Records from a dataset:
********
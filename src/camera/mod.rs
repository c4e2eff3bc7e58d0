//! Camera capture module
//!
//! Cross-platform camera capture using the nokhwa crate. Frames are captured
//! on a background thread into a triple buffer; the render thread always sees
//! the latest complete frame. Each new frame is announced to the compositor's
//! frame signal together with the feed's texture transform, and forwarded to
//! the segmentation analyzer when one is attached.

use std::sync::atomic::{AtomicBool, AtomicU64, Ordering};
use std::sync::Arc;

use glam::Mat4;
use nokhwa::pixel_format::RgbAFormat;
use nokhwa::utils::{CameraIndex, RequestedFormat, RequestedFormatType};
use nokhwa::Camera;
use parking_lot::Mutex;
use thiserror::Error;

use crate::compositor::FrameSignal;
use crate::depth::segmentation::FrameAnalyzer;

/// Camera capture error
#[derive(Debug, Error)]
pub enum CameraError {
    #[error("failed to spawn capture thread: {0}")]
    SpawnThread(#[from] std::io::Error),
}

/// One decoded camera frame
#[derive(Clone)]
pub struct CameraFrame {
    /// RGBA pixel data
    pub data: Vec<u8>,
    /// Frame width
    pub width: u32,
    /// Frame height
    pub height: u32,
    /// Monotonic frame number
    pub frame_number: u64,
}

/// Information about an available camera
#[derive(Clone, Debug)]
pub struct CameraInfo {
    /// Camera index
    pub index: u32,
    /// Camera name
    pub name: String,
}

/// Camera capture interface
pub struct CameraFeed {
    /// Triple-buffered frames; the capture thread rotates through the slots
    frames: [Arc<Mutex<Option<CameraFrame>>>; 3],
    /// Index of the latest complete frame
    latest_frame_idx: Arc<AtomicU64>,
    /// Whether capture is running
    running: Arc<AtomicBool>,
    /// Capture thread handle
    thread_handle: Option<std::thread::JoinHandle<()>>,
    /// Requested resolution
    width: u32,
    height: u32,
    /// Frame counter
    frame_count: Arc<AtomicU64>,
}

impl CameraFeed {
    /// List available cameras
    pub fn list_cameras() -> Vec<CameraInfo> {
        let mut cameras = Vec::new();

        match nokhwa::query(nokhwa::utils::ApiBackend::Auto) {
            Ok(camera_list) => {
                for (idx, info) in camera_list.iter().enumerate() {
                    cameras.push(CameraInfo {
                        index: idx as u32,
                        name: info.human_name().to_string(),
                    });
                }
            }
            Err(e) => {
                log::warn!("Failed to enumerate cameras: {:?}", e);
            }
        }

        cameras
    }

    /// Open a camera and start the capture thread.
    ///
    /// `transform` is the texture transform reported alongside every frame
    /// (identity, or a horizontal mirror for selfie-style preview).
    /// `signal` is notified once per captured frame; `analyzer` receives each
    /// upright frame for foreground-confidence inference.
    pub fn new(
        camera_index: u32,
        width: u32,
        height: u32,
        transform: Mat4,
        signal: Option<Arc<FrameSignal>>,
        analyzer: Option<FrameAnalyzer>,
    ) -> Result<Self, CameraError> {
        let frames: [Arc<Mutex<Option<CameraFrame>>>; 3] = [
            Arc::new(Mutex::new(None)),
            Arc::new(Mutex::new(None)),
            Arc::new(Mutex::new(None)),
        ];
        let latest_frame_idx = Arc::new(AtomicU64::new(0));
        let running = Arc::new(AtomicBool::new(true));
        let frame_count = Arc::new(AtomicU64::new(0));

        let frames_clone = frames.clone();
        let latest_frame_idx_clone = latest_frame_idx.clone();
        let running_clone = running.clone();
        let frame_count_clone = frame_count.clone();

        let thread_handle = std::thread::Builder::new()
            .name("camera-capture".to_string())
            .spawn(move || {
                Self::capture_thread(
                    camera_index,
                    transform,
                    signal,
                    analyzer,
                    frames_clone,
                    latest_frame_idx_clone,
                    running_clone,
                    frame_count_clone,
                );
            })?;

        Ok(Self {
            frames,
            latest_frame_idx,
            running,
            thread_handle: Some(thread_handle),
            width,
            height,
            frame_count,
        })
    }

    /// Camera capture thread
    #[allow(clippy::too_many_arguments)]
    fn capture_thread(
        camera_index: u32,
        transform: Mat4,
        signal: Option<Arc<FrameSignal>>,
        analyzer: Option<FrameAnalyzer>,
        frames: [Arc<Mutex<Option<CameraFrame>>>; 3],
        latest_frame_idx: Arc<AtomicU64>,
        running: Arc<AtomicBool>,
        frame_count: Arc<AtomicU64>,
    ) {
        log::info!("Starting camera capture thread (camera {})", camera_index);

        let index = CameraIndex::Index(camera_index);

        // Try the highest resolution first, then fall back to laxer formats.
        let requested =
            RequestedFormat::new::<RgbAFormat>(RequestedFormatType::AbsoluteHighestResolution);

        let mut camera = match Camera::new(index.clone(), requested) {
            Ok(c) => c,
            Err(e) => {
                log::warn!("Failed to open camera with highest resolution: {:?}", e);

                let requested2 = RequestedFormat::new::<RgbAFormat>(
                    RequestedFormatType::HighestResolution(nokhwa::utils::Resolution::new(
                        640, 480,
                    )),
                );

                match Camera::new(index.clone(), requested2) {
                    Ok(c) => c,
                    Err(e2) => {
                        log::warn!("Failed with HighestResolution: {:?}", e2);

                        let requested3 =
                            RequestedFormat::new::<RgbAFormat>(RequestedFormatType::None);
                        match Camera::new(index, requested3) {
                            Ok(c) => c,
                            Err(e3) => {
                                log::error!(
                                    "Failed to open camera with all format attempts: {:?}",
                                    e3
                                );
                                return;
                            }
                        }
                    }
                }
            }
        };

        if let Err(e) = camera.open_stream() {
            log::error!("Failed to open camera stream: {:?}", e);
            return;
        }

        log::info!(
            "Camera opened: {} ({}x{})",
            camera.info().human_name(),
            camera.resolution().width(),
            camera.resolution().height()
        );

        let mut write_idx: u64 = 0;

        while running.load(Ordering::Acquire) {
            match camera.frame() {
                Ok(frame) => match frame.decode_image::<RgbAFormat>() {
                    Ok(image) => {
                        let frame_num = frame_count.fetch_add(1, Ordering::Relaxed);

                        let camera_frame = CameraFrame {
                            data: image.into_raw(),
                            width: frame.resolution().width(),
                            height: frame.resolution().height(),
                            frame_number: frame_num,
                        };

                        // nokhwa frames arrive upright; hand one to the
                        // analyzer before publishing the slot.
                        if let Some(analyzer) = &analyzer {
                            analyzer.send_frame(&camera_frame);
                        }

                        let slot = (write_idx % 3) as usize;
                        *frames[slot].lock() = Some(camera_frame);

                        latest_frame_idx.store(write_idx, Ordering::Release);
                        write_idx = write_idx.wrapping_add(1);

                        if let Some(signal) = &signal {
                            signal.notify(transform);
                        }
                    }
                    Err(e) => {
                        log::warn!("Failed to decode frame: {:?}", e);
                    }
                },
                Err(e) => {
                    log::warn!("Failed to capture frame: {:?}", e);
                    std::thread::sleep(std::time::Duration::from_millis(10));
                }
            }
        }

        log::info!("Camera capture thread stopped");
    }

    /// Get the latest captured frame
    pub fn latest_frame(&self) -> Option<CameraFrame> {
        let idx = self.latest_frame_idx.load(Ordering::Acquire);
        let slot = (idx % 3) as usize;
        self.frames[slot].lock().clone()
    }

    /// Check if capture is running
    pub fn is_running(&self) -> bool {
        self.running.load(Ordering::Acquire)
    }

    /// Get the requested resolution
    pub fn resolution(&self) -> (u32, u32) {
        (self.width, self.height)
    }

    /// Get frame count
    pub fn frame_count(&self) -> u64 {
        self.frame_count.load(Ordering::Relaxed)
    }

    /// Stop capturing
    pub fn stop(&mut self) {
        self.running.store(false, Ordering::Release);
        if let Some(handle) = self.thread_handle.take() {
            let _ = handle.join();
        }
    }
}

impl Drop for CameraFeed {
    fn drop(&mut self) {
        self.stop();
    }
}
********
- [Problem to solve]: Select and copy each line from the data that includes the word "enumerate".

- [Solution for this task]:
                for (idx, info) in camera_list.iter().enumerate() {
                log::warn!("Failed to enumerate cameras: {:?}", e);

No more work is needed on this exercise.